My name is Mani; I live in Phoenix, Arizona with my two children, husband and dog. This is the story behind Shout Your Birth, and my pregnancy journey.
First of all, I never planned to be a mother. Coming from a traumatic childhood instills a sense of fear around parenting that I know many can relate to. I felt as a young adult as if I had only just discovered my independence, and barely had my act together enough to take care of myself. But then, I found myself pregnant at 29 years old (… ahem, after being denied an IUD, but that is a story for another day).
As a women’s rights advocate, I always pondered what decision I would make if placed in the precarious decision of keeping a pregnancy. Most of my adolescence and young adult life had been squandered away in deep emotional turmoil, surviving by the skin of my teeth and insurmountable credit card debt, time lost to overworking, partying, lamenting, and robbing Peter to pay Paul (as they say) to scrape by. There was no room for a child in that mess.
But now, living in relative stability, having spent 2 years in therapy and in a healthy relationship, I shocked myself at the quiet voice inside me that whispered, “I want this.” And so, my journey of motherhood began, to my own dismay and bemusement.
I am extremely lucky. Of course the irony of life would deliver two healthy pregnancies and births to the woman who never wanted a child. I am eternally grateful and do not take this lightly. And so it went.
Transformation hardly sums up the extraordinary metamorphosis that birth was for me in every respect. Physically, emotionally, mentally, my very perception of the world we live in and the societal norms we’ve been taught was shaken to its core. The experience of birth is a realm beyond what’s possible to capture in words. It makes me cry just thinking about it.

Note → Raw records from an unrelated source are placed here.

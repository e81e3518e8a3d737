//! 区间识别。
//!
//! 以已确认的 swing high 与其后第一个 swing low 作为区间上下沿，
//! 从较晚的一端开始向后统计触碰次数，直到价格越过某一沿或超出 `max_range_bars`。

use serde::{Deserialize, Serialize};

use crate::candle::Candle;
use crate::swing::Swing;

#[derive(Debug, Clone, Copy, PartialEq, Serialize, Deserialize)]
pub struct RangeConfig {
    /// Touch distance in percent of the range height.
    pub touch_tolerance_pct: f64,
    pub min_touches: usize,
    pub min_range_bars: usize,
    pub max_range_bars: usize,
}

impl Default for RangeConfig {
    fn default() -> Self {
        Self {
            touch_tolerance_pct: 0.3,
            min_touches: 3,
            min_range_bars: 10,
            max_range_bars: 100,
        }
    }
}

#[derive(Debug, Clone, Copy, PartialEq, Eq, Serialize, Deserialize)]
#[serde(rename_all = "snake_case")]
pub enum RangeStatus {
    Forming,
    Confirmed,
    BrokenUp,
    BrokenDown,
}

/// Retracement levels measured from the range low (0) to the range high (100).
#[derive(Debug, Clone, Copy, PartialEq, Serialize, Deserialize)]
pub struct FibLevels {
    pub range_low: f64,
    pub range_high: f64,
}

impl FibLevels {
    pub fn new(range_low: f64, range_high: f64) -> Self {
        Self {
            range_low,
            range_high,
        }
    }

    pub fn level(&self, pct: f64) -> f64 {
        self.range_low + (self.range_high - self.range_low) * pct / 100.0
    }

    pub fn fib_0(&self) -> f64 {
        self.range_low
    }

    pub fn fib_25(&self) -> f64 {
        self.level(25.0)
    }

    pub fn fib_50(&self) -> f64 {
        self.level(50.0)
    }

    pub fn fib_75(&self) -> f64 {
        self.level(75.0)
    }

    pub fn fib_100(&self) -> f64 {
        self.range_high
    }
}

#[derive(Debug, Clone, Copy, PartialEq, Serialize, Deserialize)]
pub struct TradingRange {
    pub high: f64,
    pub low: f64,
    pub start_index: usize,
    /// Breakout candle, or the last candle scanned while still inside.
    pub end_index: usize,
    pub high_touches: usize,
    pub low_touches: usize,
    pub status: RangeStatus,
    pub high_swing: Swing,
    pub low_swing: Swing,
}

impl TradingRange {
    pub fn fib(&self) -> FibLevels {
        FibLevels::new(self.low, self.high)
    }

    pub fn height(&self) -> f64 {
        self.high - self.low
    }

    pub fn height_pct(&self) -> f64 {
        self.height() / self.low * 100.0
    }

    pub fn midpoint(&self) -> f64 {
        (self.high + self.low) / 2.0
    }

    pub fn total_touches(&self) -> usize {
        self.high_touches + self.low_touches
    }

    pub fn is_active(&self) -> bool {
        matches!(self.status, RangeStatus::Forming | RangeStatus::Confirmed)
    }

    pub fn contains(&self, price: f64) -> bool {
        self.low <= price && price <= self.high
    }

    pub fn at_level(&self, price: f64, pct: f64, tolerance_pct: f64) -> bool {
        (price - self.fib().level(pct)).abs() <= self.height() * tolerance_pct / 100.0
    }

    pub fn at_75_level(&self, price: f64, tolerance_pct: f64) -> bool {
        self.at_level(price, 75.0, tolerance_pct)
    }

    pub fn at_25_level(&self, price: f64, tolerance_pct: f64) -> bool {
        self.at_level(price, 25.0, tolerance_pct)
    }
}

/// Ranges opened by every swing high and the first swing low after it,
/// keeping those with at least `min_touches` edge touches.
pub fn detect_ranges(
    candles: &[Candle],
    swings: &[Swing],
    config: &RangeConfig,
) -> Vec<TradingRange> {
    if swings.len() < 2 {
        return Vec::new();
    }

    swings[..swings.len() - 1]
        .iter()
        .filter(|x| x.is_high())
        .filter_map(|high| {
            let low = swings
                .iter()
                .find(|x| x.is_low() && x.candle_index > high.candle_index)?;
            build_range(candles, high, low, config)
        })
        .filter(|x| x.total_touches() >= config.min_touches)
        .collect()
}

/// Most recent range that price has not broken out of.
pub fn detect_current_range(
    candles: &[Candle],
    swings: &[Swing],
    config: &RangeConfig,
) -> Option<TradingRange> {
    detect_ranges(candles, swings, config)
        .into_iter()
        .rev()
        .find(|x| x.is_active())
}

fn build_range(
    candles: &[Candle],
    high_swing: &Swing,
    low_swing: &Swing,
    config: &RangeConfig,
) -> Option<TradingRange> {
    let start_index = high_swing.candle_index.min(low_swing.candle_index);
    let end_index = high_swing.candle_index.max(low_swing.candle_index);
    let (high, low) = (high_swing.price, low_swing.price);
    if end_index - start_index < config.min_range_bars
        || high <= low
        || end_index >= candles.len()
    {
        return None;
    }

    let tolerance = (high - low) * config.touch_tolerance_pct / 100.0;
    let scan_end = end_index.saturating_add(config.max_range_bars).min(candles.len());
    let mut range = TradingRange {
        high,
        low,
        start_index,
        end_index: candles.len() - 1,
        high_touches: 0,
        low_touches: 0,
        status: RangeStatus::Forming,
        high_swing: *high_swing,
        low_swing: *low_swing,
    };

    for (i, candle) in candles.iter().enumerate().take(scan_end).skip(end_index) {
        if candle.high >= high - tolerance {
            range.high_touches += 1;
        }
        if candle.low <= low + tolerance {
            range.low_touches += 1;
        }

        let broken = if candle.high > high + tolerance {
            Some(RangeStatus::BrokenUp)
        } else if candle.low < low - tolerance {
            Some(RangeStatus::BrokenDown)
        } else {
            None
        };
        if let Some(status) = broken {
            range.status = status;
            range.end_index = i;
            return Some(range);
        }
    }

    if range.total_touches() >= config.min_touches {
        range.status = RangeStatus::Confirmed;
    }
    Some(range)
}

At its best, birth connects you to the divine, allowing your body to be the channel between life and death. You surrender to inexplicable powers to bring forth a child from the realm beyond. Wholly connecting with every creature who has ever birthed before you, and who will birth after you.
And of course at its worst, birth is a traumatic, heartbreaking and devastating experience, leaving scars and pain both physical and emotional that extend years beyond the act itself.
I found it (and still find it) disturbing how secretive birth is. As a pregnant person, I was ravenous for information; I wanted to hear the nitty gritty details of every birth I could. I treasured these intimate details; my closest friends (and strangers, even), sharing stories in hushed tones. I found their birth stories frightening and exhilarating, and pondered at how universal birth is and yet, hidden in the shadows.
The fact is, there are so many reasons for women to shout their birth. Be it triumph or tragedy, women need to know that they are not alone. I’d like to revive and age old tradition of women owning the space of birth, starting simply with telling their own stories. My goal is for birthing women to commune together, pass down wisdom, enlighten, and hold space for each other’s triumph and tragedies. I also aim to shed light upon the problems in our health systems that have led to tragic motherhood mortality rates (that impact Black woman in the United States worse than any other group).
I hope you’ll join me in shouting your birth, and create a new tradition of openly sharing birth stories to share, celebrate, connect, grieve, honor and simply love on other birthing people across time and space.
From my heart to yours, thank you for being here.